Workgroup settings - Amazon Athena

Workgroup settings

Each workgroup has the following settings:

  • A unique name. It can contain from 1 to 128 characters, including alphanumeric characters, dashes, and underscores. After you create a workgroup, you cannot change its name. You can, however, create a new workgroup with the same settings and a different name.

  • Settings that apply to all queries running in the workgroup. They include:

    • A location in Amazon S3 for storing query results for all queries that run in this workgroup. This location must exist before you specify it for the workgroup when you create it. For information about creating an Amazon S3 bucket, see Create a bucket.

    • Bucket owner control of query results – Whether the owner of the Amazon S3 query results bucket has full control over new objects that are written to the bucket. For example, if your query result location is owned by another account, you can grant ownership and full control over your query results to the other account.

    • Expected bucket owner – The ID of the AWS account that you expect to be the owner of the query results bucket. This is an added security measure. If the account ID of the bucket owner does not match the ID that you specify here, attempts to output to the bucket will fail. For in-depth information, see Verifying bucket ownership with bucket owner condition in the Amazon S3 User Guide..

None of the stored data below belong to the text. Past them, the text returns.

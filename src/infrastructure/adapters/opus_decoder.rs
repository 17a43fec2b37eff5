//! Opus Packet Decoder - 接收包解码
//!
//! 把接收侧的 opus 包解成 PCM (s16le)。解码上下文有状态，
//! 用互斥量满足端口的 `&self` 约定；坏包由录音管线丢弃。

use std::sync::Mutex;

use crate::application::ports::{DecodeError, PacketDecoderPort};

const SAMPLE_RATE: u32 = 48_000;
const CHANNELS: usize = 2;
/// 单包最大帧长 120ms @ 48kHz
const MAX_FRAME_SAMPLES: usize = 5760;

/// Opus 包解码器
pub struct OpusPacketDecoder {
    decoder: Mutex<opus::Decoder>,
}

impl OpusPacketDecoder {
    pub fn new() -> Result<Self, DecodeError> {
        let decoder = opus::Decoder::new(SAMPLE_RATE, opus::Channels::Stereo)
            .map_err(|e| DecodeError::Malformed(format!("decoder init: {}", e)))?;
        Ok(Self {
            decoder: Mutex::new(decoder),
        })
    }
}

impl PacketDecoderPort for OpusPacketDecoder {
    fn decode(&self, packet: &[u8]) -> Result<Vec<u8>, DecodeError> {
        let mut samples = vec![0i16; MAX_FRAME_SAMPLES * CHANNELS];
        let frames = {
            let mut decoder = self
                .decoder
                .lock()
                .unwrap_or_else(|poisoned| poisoned.into_inner());
            decoder
                .decode(packet, &mut samples, false)
                .map_err(|e| DecodeError::Malformed(e.to_string()))?
        };

        let mut pcm = Vec::with_capacity(frames * CHANNELS * 2);
        for sample in &samples[..frames * CHANNELS] {
            pcm.extend_from_slice(&sample.to_le_bytes());
        }
        Ok(pcm)
    }
}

      The expected bucket owner setting applies only to the Amazon S3 output location that you specify for Athena query results. It does not apply to other Amazon S3 locations like data source locations in external Amazon S3 buckets, CTAS and INSERT INTO destination table locations, UNLOAD statement output locations, operations to spill buckets for federated queries, or SELECT queries run against a table in another account.

    • An encryption setting, if you use encryption for all workgroup queries. You can encrypt only all queries in a workgroup, not just some of them. It is best to create separate workgroups to contain queries that are either encrypted or not encrypted.

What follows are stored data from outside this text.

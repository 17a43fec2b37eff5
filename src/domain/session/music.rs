//! Session Context - 音乐队列
//!
//! 不变量:
//! - 曲目按队列顺序播放，循环模式只做顺序改写不做乱序
//! - `loop_mode == Track` 时 advance 永不移除 `current`
//! - `loop_mode == Queue` 时播完的曲目回到 `pending` 尾部，其余曲目相对顺序不变
//! - `clear` 只清空 `pending`，不打断 `current`
//! - 连续打开失败达到上限后硬停，避免坏队列上的无限自动跳过

use std::collections::VecDeque;

use serde::{Deserialize, Serialize};

/// 曲目来源目录
#[derive(Debug, Clone, Copy, PartialEq, Eq, Serialize, Deserialize)]
#[serde(rename_all = "lowercase")]
pub enum SourceKind {
    Primary,
    Secondary,
    Tertiary,
}

impl std::fmt::Display for SourceKind {
    fn fmt(&self, f: &mut std::fmt::Formatter<'_>) -> std::fmt::Result {
        match self {
            SourceKind::Primary => write!(f, "primary"),
            SourceKind::Secondary => write!(f, "secondary"),
            SourceKind::Tertiary => write!(f, "tertiary"),
        }
    }
}

/// 一首已解析的曲目
///
/// 由外部解析协作者产出，入队后所有权转移给音乐队列，不可变
#[derive(Debug, Clone, PartialEq, Eq, Serialize, Deserialize)]
pub struct Track {
    pub title: String,
    pub source_uri: String,
    pub duration_display: Option<String>,
    pub thumbnail: Option<String>,
    pub source_kind: SourceKind,
    pub requested_by: Option<String>,
}

/// 循环模式
#[derive(Debug, Clone, Copy, PartialEq, Eq, Default, Serialize, Deserialize)]
#[serde(rename_all = "lowercase")]
pub enum LoopMode {
    #[default]
    Off,
    Track,
    Queue,
}

impl LoopMode {
    pub fn as_str(&self) -> &'static str {
        match self {
            LoopMode::Off => "off",
            LoopMode::Track => "track",
            LoopMode::Queue => "queue",
        }
    }
}

impl std::str::FromStr for LoopMode {
    type Err = String;

    fn from_str(s: &str) -> Result<Self, Self::Err> {
        match s.to_lowercase().as_str() {
            "off" => Ok(LoopMode::Off),
            "track" => Ok(LoopMode::Track),
            "queue" => Ok(LoopMode::Queue),
            other => Err(format!("unknown loop mode: {}", other)),
        }
    }
}

/// advance 状态转移的结果
#[derive(Debug, Clone, PartialEq, Eq)]
pub enum Advance {
    /// 播放这首曲目（已写入 `current`）
    Play(Track),
    /// 队列耗尽，停止播放并通知「队列播完」
    Finished,
}

/// 音乐队列的只读快照（供展示层使用）
#[derive(Debug, Clone, Serialize)]
pub struct QueueSnapshot {
    pub current: Option<Track>,
    pub pending: Vec<Track>,
    pub loop_mode: LoopMode,
    pub volume_percent: u8,
    pub playing: bool,
    pub paused: bool,
}

/// 音乐队列状态
#[derive(Debug)]
pub struct MusicQueueState {
    pending: VecDeque<Track>,
    current: Option<Track>,
    loop_mode: LoopMode,
    volume_percent: u8,
    playing: bool,
    paused: bool,
    /// 连续打开失败计数，成功播完一首后清零
    consecutive_failures: u32,
}

impl MusicQueueState {
    pub fn new(default_volume: u8) -> Self {
        Self {
            pending: VecDeque::new(),
            current: None,
            loop_mode: LoopMode::Off,
            volume_percent: default_volume,
            playing: false,
            paused: false,
            consecutive_failures: 0,
        }
    }

    /// 追加曲目到队列尾部，返回追加数量
    pub fn enqueue(&mut self, tracks: Vec<Track>) -> usize {
        let count = tracks.len();
        self.pending.extend(tracks);
        count
    }

    /// 推进到下一首
    ///
    /// 1. `Track` 循环且 `current` 存在 → 原样重播
    /// 2. `pending` 非空 → `Queue` 循环时先把 `current` 放回尾部，再出队新头
    /// 3. 否则队列耗尽 → 清空 `current`，标记未在播
    pub fn advance(&mut self) -> Advance {
        let next = if self.loop_mode == LoopMode::Track && self.current.is_some() {
            self.current.clone()
        } else if !self.pending.is_empty() {
            if self.loop_mode == LoopMode::Queue {
                if let Some(finished) = self.current.take() {
                    self.pending.push_back(finished);
                }
            }
            let head = self.pending.pop_front();
            self.current = head.clone();
            head
        } else {
            None
        };

        match next {
            Some(track) => {
                self.playing = true;
                self.paused = false;
                Advance::Play(track)
            }
            None => {
                self.current = None;
                self.playing = false;
                self.paused = false;
                Advance::Finished
            }
        }
    }

    /// 清空待播队列，不打断当前曲目
    pub fn clear_pending(&mut self) -> usize {
        let count = self.pending.len();
        self.pending.clear();
        count
    }

    /// 当前曲目正常终结（Idle 或播放器错误，二者同样处理）
    pub fn finish_current(&mut self) {
        self.playing = false;
        self.paused = false;
        self.consecutive_failures = 0;
    }

    /// 当前曲目打开失败，丢弃并计数
    ///
    /// 返回 true 表示连续失败已达上限，调用方应硬停
    pub fn fail_current(&mut self, max_consecutive: u32) -> bool {
        self.current = None;
        self.playing = false;
        self.consecutive_failures += 1;
        self.consecutive_failures >= max_consecutive
    }

    /// 硬停后复位（队列保留，等待新的 play 触发）
    pub fn halt(&mut self) {
        self.current = None;
        self.playing = false;
        self.paused = false;
        self.consecutive_failures = 0;
    }

    pub fn set_loop(&mut self, mode: LoopMode) {
        self.loop_mode = mode;
    }

    pub fn loop_mode(&self) -> LoopMode {
        self.loop_mode
    }

    /// 音量百分比，钳制在 0..=200
    pub fn set_volume(&mut self, percent: u8) {
        self.volume_percent = percent.min(200);
    }

    pub fn volume_percent(&self) -> u8 {
        self.volume_percent
    }

    pub fn set_paused(&mut self, paused: bool) {
        self.paused = paused;
    }

    pub fn is_playing(&self) -> bool {
        self.playing
    }

    pub fn current(&self) -> Option<&Track> {
        self.current.as_ref()
    }

    pub fn pending_len(&self) -> usize {
        self.pending.len()
    }

    pub fn snapshot(&self) -> QueueSnapshot {
        QueueSnapshot {
            current: self.current.clone(),
            pending: self.pending.iter().cloned().collect(),
            loop_mode: self.loop_mode,
            volume_percent: self.volume_percent,
            playing: self.playing,
            paused: self.paused,
        }
    }
}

In addition, you can override client-side settings. Before the release of workgroups, you could specify results location and encryption options as parameters in the JDBC or ODBC driver, or in the Properties tab in the Athena console. These settings could also be specified directly via the API operations. These settings are known as "client-side settings". With workgroups, you can configure these settings at the workgroup level and enforce control over them. This spares your users from setting them individually. If you select the Override Client-Side Settings, queries use the workgroup settings and ignore the client-side settings.

If Override Client-Side Settings is selected, the user is notified on the console that their settings have changed. If workgroup settings are enforced this way, users can omit corresponding client-side settings. In this case, if you run queries in the console, the workgroup's settings are used for them even if any queries have client-side settings. Also, if you run queries in this workgroup through the command line interface, API operations, or the drivers, any settings that you specified are overwritten by the workgroup's settings. This affects the query results location and encryption. To check which settings are used for the workgroup, view workgroup's details.

You can also set query limits for queries in workgroups.